## Source information
*-*-*
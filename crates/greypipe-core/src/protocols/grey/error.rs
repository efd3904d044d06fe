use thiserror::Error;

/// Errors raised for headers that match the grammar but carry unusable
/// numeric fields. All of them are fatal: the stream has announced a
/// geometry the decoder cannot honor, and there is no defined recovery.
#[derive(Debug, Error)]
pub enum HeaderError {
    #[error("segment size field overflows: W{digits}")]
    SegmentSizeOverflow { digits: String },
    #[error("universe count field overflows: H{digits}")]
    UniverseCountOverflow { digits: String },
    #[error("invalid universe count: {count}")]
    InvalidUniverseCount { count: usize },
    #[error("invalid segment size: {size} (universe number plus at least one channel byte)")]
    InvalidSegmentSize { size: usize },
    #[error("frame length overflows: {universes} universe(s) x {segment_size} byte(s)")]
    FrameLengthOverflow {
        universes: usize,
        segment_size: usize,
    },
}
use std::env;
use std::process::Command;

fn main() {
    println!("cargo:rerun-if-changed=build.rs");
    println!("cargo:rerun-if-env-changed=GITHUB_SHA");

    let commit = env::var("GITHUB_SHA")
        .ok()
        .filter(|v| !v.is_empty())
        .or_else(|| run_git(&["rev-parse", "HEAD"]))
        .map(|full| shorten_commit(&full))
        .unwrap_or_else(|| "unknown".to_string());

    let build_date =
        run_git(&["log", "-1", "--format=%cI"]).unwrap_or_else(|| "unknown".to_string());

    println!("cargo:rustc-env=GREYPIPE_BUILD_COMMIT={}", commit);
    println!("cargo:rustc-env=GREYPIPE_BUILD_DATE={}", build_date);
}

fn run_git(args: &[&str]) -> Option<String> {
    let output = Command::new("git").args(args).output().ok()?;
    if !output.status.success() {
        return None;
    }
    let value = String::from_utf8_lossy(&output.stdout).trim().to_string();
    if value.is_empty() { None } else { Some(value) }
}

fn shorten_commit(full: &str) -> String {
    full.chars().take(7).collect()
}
*-*-*
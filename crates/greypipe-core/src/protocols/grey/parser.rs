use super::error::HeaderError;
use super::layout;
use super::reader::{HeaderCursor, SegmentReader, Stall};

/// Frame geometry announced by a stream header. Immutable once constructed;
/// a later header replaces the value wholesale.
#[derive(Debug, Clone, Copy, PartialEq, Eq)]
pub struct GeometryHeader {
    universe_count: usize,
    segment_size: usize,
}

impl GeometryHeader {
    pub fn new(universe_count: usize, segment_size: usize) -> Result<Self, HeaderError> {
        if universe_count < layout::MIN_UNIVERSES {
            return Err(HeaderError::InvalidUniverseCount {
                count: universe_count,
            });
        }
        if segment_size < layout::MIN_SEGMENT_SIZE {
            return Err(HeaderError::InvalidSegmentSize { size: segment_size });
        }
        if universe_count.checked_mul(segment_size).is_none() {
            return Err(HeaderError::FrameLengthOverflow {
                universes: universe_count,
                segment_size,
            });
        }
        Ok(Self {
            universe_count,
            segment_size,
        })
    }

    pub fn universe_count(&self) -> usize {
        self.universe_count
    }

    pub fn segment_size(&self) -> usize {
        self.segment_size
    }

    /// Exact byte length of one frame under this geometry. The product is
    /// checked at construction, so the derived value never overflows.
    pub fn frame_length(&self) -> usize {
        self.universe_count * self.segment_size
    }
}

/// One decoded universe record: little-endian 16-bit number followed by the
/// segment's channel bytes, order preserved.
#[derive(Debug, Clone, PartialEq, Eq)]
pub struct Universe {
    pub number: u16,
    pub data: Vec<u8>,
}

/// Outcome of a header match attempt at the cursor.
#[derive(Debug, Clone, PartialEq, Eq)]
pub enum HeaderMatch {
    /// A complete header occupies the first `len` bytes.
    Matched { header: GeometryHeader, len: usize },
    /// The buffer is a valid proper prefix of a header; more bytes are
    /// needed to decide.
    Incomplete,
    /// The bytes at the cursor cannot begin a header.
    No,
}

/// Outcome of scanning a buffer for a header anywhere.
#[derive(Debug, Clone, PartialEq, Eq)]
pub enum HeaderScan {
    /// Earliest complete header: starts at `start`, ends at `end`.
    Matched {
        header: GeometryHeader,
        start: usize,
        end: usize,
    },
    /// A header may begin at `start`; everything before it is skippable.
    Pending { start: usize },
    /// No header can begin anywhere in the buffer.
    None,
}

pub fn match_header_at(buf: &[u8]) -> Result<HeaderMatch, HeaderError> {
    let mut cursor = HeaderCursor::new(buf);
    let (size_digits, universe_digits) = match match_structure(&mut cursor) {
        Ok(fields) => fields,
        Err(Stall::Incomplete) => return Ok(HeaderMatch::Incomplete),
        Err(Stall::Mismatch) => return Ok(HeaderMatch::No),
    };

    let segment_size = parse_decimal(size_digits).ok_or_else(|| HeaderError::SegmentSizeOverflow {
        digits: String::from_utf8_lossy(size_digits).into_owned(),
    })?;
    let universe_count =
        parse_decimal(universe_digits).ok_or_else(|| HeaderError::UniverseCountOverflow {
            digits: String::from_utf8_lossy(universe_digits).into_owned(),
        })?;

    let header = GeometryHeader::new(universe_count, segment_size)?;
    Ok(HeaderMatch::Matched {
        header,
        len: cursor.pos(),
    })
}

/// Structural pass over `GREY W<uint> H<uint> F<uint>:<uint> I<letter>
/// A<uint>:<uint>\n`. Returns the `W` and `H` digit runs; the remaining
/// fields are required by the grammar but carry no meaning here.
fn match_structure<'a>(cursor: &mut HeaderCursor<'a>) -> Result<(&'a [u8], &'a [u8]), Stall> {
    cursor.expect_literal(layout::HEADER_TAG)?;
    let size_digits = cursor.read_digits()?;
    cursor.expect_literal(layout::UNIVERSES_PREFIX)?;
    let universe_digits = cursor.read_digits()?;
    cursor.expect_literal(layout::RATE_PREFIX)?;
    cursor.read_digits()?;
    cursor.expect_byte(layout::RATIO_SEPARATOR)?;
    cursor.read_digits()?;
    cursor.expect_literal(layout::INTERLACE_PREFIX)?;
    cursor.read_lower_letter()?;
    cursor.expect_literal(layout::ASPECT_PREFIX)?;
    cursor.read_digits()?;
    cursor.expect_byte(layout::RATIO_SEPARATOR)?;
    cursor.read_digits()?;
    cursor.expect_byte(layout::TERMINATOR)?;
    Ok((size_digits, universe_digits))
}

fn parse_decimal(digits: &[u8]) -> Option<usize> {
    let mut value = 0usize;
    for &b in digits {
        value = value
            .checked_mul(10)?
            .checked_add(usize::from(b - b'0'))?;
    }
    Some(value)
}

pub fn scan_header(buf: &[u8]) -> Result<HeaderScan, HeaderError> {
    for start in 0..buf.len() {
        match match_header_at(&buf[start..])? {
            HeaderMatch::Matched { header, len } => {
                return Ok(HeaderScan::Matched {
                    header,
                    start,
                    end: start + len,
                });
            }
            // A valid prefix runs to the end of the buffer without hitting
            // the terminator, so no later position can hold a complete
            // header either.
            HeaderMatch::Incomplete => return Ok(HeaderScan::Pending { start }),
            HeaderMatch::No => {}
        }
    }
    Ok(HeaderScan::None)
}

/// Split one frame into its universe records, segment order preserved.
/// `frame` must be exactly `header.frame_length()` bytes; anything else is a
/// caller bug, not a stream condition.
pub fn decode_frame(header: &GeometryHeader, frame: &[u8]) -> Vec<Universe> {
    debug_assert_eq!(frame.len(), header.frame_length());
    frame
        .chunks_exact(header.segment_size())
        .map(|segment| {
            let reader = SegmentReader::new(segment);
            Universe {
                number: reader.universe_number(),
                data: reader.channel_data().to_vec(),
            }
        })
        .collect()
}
*-*-*
If the string "Outcome" appears in a line of the entries, report the line.

/// Outcome of a header match attempt at the cursor.
/// Outcome of scanning a buffer for a header anywhere.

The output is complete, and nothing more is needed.